* EXERCISE BRIEF: Search the records for the string "impl", and show each line where it appears.

○ ○ ○

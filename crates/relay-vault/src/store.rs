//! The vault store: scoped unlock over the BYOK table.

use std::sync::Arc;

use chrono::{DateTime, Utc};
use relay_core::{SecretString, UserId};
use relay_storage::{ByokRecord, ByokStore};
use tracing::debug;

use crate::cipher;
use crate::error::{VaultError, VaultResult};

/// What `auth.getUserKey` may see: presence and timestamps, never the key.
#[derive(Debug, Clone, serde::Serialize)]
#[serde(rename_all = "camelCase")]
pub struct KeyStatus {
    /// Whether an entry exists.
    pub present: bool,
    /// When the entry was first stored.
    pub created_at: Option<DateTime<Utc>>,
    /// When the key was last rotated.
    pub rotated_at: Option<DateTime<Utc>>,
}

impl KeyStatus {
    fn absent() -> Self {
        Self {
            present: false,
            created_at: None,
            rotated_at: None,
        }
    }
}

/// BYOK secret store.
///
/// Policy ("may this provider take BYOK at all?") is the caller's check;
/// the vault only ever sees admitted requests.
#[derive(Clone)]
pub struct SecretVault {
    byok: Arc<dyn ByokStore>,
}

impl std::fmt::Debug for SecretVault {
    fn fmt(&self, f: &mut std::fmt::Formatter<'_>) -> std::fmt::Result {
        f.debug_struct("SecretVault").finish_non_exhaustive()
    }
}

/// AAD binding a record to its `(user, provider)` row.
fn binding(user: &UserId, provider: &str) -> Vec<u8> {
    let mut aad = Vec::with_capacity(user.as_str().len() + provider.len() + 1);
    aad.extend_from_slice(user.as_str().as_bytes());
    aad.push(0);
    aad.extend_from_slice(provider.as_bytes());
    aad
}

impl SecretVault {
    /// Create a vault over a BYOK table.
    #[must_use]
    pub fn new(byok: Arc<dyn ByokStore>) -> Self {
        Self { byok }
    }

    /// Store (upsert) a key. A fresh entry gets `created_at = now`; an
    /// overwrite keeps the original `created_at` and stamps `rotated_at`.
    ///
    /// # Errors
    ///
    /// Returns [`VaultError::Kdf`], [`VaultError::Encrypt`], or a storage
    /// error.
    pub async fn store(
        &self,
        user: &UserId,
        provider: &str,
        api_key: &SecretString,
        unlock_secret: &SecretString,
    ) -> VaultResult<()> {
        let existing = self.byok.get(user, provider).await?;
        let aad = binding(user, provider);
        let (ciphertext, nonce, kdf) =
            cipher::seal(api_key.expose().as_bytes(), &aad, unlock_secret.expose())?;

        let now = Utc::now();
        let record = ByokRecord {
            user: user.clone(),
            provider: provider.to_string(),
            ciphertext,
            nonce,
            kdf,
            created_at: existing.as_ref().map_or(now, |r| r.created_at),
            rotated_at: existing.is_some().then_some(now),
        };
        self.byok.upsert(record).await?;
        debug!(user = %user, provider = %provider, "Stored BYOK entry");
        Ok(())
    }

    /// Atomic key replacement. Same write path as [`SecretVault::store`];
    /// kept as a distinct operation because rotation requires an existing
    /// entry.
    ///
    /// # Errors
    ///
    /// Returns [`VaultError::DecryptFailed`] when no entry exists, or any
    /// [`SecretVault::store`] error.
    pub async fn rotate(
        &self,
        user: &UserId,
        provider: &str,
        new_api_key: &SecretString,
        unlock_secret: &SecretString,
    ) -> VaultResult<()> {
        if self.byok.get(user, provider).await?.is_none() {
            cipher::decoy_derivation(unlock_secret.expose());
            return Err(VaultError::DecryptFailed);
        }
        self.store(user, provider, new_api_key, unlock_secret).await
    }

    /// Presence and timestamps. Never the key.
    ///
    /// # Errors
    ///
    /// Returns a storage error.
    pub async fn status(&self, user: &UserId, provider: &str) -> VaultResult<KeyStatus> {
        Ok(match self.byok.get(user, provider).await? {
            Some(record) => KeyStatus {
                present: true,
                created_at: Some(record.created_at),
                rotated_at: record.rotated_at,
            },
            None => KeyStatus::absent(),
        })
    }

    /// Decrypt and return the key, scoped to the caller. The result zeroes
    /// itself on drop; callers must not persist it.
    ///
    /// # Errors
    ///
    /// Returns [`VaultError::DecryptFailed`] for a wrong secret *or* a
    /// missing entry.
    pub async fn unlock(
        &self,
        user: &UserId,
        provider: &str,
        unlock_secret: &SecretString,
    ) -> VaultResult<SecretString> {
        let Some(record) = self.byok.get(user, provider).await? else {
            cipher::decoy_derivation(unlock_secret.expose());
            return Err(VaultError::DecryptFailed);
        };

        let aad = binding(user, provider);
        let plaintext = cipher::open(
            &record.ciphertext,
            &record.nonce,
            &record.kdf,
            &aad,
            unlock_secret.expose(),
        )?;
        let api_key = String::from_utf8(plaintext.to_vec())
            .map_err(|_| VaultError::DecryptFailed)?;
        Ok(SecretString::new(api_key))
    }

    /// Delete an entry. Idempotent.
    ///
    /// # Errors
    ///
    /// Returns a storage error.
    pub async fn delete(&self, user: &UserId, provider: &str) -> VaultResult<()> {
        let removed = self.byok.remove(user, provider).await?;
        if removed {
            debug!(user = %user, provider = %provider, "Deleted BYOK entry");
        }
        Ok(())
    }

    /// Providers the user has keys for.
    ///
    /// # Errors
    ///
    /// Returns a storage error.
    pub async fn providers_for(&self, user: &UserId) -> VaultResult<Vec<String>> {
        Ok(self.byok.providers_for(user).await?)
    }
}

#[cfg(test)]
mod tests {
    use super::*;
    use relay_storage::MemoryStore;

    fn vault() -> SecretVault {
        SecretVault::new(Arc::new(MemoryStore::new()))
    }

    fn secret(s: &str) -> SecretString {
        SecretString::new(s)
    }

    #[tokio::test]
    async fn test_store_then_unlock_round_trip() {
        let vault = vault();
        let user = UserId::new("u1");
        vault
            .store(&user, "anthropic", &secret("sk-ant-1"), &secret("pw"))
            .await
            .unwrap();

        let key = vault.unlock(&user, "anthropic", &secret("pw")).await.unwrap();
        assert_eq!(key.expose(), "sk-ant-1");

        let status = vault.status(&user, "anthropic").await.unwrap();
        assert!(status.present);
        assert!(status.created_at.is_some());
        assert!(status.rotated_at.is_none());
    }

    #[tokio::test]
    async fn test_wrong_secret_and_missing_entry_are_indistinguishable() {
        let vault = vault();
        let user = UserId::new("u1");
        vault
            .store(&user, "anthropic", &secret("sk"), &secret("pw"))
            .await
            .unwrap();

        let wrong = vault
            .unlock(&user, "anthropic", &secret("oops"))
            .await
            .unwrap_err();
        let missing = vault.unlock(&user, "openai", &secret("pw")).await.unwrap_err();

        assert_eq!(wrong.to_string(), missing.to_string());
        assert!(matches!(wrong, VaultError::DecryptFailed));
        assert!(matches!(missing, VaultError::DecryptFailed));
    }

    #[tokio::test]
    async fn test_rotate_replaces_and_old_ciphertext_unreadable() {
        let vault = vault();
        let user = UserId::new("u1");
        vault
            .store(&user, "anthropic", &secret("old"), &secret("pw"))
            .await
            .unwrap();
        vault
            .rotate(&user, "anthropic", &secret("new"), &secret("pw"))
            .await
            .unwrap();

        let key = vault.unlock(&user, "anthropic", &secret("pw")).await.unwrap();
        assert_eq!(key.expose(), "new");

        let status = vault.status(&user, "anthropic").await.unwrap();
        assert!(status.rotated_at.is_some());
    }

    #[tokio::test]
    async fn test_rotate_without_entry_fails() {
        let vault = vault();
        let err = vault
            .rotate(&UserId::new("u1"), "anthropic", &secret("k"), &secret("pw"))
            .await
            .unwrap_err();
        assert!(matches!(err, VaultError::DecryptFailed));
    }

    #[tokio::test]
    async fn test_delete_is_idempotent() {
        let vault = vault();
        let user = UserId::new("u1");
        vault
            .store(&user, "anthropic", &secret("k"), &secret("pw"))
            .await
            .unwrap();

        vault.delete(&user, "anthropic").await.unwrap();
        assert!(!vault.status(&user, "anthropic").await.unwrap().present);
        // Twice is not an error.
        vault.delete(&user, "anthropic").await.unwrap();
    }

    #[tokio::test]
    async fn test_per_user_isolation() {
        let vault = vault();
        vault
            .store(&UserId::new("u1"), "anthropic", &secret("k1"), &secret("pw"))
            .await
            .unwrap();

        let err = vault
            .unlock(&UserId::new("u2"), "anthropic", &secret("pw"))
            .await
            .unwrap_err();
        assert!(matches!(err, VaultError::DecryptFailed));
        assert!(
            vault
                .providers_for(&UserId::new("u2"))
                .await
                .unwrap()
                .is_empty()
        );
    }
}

○ ○ ○

* COMPLETED EXERCISE:
impl KeyStatus {
impl std::fmt::Debug for SecretVault {
impl SecretVault {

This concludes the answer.